Count every line in the records below that contains the string "impl". Report that number alone.
_ _ _
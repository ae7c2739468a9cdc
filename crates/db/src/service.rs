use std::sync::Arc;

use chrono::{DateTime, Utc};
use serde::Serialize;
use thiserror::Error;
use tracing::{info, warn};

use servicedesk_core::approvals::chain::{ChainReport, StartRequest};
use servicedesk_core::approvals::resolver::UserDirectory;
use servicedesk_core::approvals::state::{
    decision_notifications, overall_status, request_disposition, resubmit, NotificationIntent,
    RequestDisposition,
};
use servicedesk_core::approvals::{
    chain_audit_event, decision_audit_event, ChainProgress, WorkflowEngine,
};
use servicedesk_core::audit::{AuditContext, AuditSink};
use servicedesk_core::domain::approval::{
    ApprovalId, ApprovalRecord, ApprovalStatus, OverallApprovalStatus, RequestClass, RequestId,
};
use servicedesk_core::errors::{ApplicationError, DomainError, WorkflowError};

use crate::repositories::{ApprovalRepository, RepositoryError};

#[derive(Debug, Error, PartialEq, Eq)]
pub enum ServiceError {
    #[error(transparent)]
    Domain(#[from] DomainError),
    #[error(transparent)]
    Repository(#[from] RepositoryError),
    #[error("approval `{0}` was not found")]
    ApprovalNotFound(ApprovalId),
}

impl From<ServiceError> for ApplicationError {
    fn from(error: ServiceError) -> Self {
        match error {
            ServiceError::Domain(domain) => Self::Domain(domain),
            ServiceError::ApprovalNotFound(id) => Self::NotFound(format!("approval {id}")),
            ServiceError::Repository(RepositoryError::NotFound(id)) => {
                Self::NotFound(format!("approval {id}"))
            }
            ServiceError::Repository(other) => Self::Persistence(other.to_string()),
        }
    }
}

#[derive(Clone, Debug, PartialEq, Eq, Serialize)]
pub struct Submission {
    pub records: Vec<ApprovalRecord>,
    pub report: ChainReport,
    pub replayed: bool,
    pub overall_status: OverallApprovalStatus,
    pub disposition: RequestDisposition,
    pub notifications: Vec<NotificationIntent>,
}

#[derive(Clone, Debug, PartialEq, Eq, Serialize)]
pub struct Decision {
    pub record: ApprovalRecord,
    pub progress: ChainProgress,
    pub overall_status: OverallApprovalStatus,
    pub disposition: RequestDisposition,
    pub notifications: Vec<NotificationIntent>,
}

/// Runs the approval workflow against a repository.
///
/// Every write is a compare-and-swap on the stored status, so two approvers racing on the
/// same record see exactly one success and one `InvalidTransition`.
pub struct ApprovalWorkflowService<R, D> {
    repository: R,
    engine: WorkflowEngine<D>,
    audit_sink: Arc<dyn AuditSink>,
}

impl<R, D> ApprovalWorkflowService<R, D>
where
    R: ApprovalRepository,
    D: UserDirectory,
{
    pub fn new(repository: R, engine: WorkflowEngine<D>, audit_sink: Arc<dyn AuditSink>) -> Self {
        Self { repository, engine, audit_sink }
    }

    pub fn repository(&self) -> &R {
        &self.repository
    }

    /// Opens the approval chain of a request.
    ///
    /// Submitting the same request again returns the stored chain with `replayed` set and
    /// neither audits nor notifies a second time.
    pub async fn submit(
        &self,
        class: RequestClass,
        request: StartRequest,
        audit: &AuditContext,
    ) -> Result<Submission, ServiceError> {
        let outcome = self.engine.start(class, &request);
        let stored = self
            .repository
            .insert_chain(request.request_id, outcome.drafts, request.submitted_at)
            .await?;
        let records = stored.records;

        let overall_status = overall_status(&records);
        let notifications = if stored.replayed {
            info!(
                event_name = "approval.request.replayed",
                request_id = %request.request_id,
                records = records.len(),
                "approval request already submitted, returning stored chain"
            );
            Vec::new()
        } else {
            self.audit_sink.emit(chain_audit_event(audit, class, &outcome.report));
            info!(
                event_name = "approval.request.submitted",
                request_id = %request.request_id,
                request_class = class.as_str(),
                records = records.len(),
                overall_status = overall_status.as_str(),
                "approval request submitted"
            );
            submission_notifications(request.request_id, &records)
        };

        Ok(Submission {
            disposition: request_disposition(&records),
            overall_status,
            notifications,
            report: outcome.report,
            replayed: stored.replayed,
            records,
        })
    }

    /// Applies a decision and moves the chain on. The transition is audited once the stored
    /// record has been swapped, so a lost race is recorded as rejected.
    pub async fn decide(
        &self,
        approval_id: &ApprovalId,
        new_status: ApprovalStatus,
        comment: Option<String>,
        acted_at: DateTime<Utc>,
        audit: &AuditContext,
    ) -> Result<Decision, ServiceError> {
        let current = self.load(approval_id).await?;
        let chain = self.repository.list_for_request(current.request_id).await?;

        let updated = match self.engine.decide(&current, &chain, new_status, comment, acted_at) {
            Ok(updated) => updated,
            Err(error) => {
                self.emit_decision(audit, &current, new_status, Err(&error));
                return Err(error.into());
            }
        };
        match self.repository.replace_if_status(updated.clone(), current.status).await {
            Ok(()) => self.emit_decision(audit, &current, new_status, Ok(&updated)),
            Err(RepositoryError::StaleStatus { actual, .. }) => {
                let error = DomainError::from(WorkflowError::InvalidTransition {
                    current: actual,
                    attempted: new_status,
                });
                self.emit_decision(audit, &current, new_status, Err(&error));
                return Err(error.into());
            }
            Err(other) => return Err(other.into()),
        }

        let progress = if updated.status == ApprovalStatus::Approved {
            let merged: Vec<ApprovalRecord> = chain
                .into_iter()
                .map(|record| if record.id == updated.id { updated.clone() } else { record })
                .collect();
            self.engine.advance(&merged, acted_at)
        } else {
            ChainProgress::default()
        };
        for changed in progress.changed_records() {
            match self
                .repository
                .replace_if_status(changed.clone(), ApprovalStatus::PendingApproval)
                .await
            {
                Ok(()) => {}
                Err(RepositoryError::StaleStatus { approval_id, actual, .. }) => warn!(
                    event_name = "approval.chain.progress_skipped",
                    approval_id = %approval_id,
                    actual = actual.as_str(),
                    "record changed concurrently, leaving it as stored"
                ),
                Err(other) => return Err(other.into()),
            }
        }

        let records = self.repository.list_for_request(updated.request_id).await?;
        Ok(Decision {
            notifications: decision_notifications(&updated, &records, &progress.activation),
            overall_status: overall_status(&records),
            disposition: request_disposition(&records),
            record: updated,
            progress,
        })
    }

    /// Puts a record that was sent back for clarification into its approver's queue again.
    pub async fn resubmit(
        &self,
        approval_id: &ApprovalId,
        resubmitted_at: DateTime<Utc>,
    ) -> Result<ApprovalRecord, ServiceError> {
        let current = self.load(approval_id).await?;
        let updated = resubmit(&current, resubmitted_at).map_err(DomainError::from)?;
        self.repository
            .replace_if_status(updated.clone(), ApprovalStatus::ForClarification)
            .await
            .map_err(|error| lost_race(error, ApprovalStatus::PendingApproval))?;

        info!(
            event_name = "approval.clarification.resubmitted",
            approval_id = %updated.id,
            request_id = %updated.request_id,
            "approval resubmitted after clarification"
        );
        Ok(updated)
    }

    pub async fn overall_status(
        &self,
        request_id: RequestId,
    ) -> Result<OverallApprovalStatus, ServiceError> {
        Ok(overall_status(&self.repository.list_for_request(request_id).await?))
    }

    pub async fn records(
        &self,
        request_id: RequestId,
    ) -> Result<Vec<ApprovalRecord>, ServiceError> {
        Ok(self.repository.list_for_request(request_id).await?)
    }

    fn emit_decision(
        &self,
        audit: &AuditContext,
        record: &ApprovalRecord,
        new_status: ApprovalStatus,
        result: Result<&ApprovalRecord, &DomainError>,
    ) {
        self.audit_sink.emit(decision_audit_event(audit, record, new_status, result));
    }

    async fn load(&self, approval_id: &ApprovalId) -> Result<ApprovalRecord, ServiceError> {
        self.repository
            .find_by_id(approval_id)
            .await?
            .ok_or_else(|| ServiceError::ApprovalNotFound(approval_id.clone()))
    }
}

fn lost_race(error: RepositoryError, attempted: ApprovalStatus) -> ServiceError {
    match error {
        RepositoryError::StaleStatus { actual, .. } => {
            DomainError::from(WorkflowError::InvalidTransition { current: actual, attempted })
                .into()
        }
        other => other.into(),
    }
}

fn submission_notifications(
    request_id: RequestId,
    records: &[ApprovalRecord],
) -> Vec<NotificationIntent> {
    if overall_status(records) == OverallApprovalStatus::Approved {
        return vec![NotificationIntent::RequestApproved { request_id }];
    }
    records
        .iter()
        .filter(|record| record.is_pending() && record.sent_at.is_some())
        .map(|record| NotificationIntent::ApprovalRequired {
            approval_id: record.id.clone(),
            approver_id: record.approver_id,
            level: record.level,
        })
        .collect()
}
_ _ _
= REPLY =
2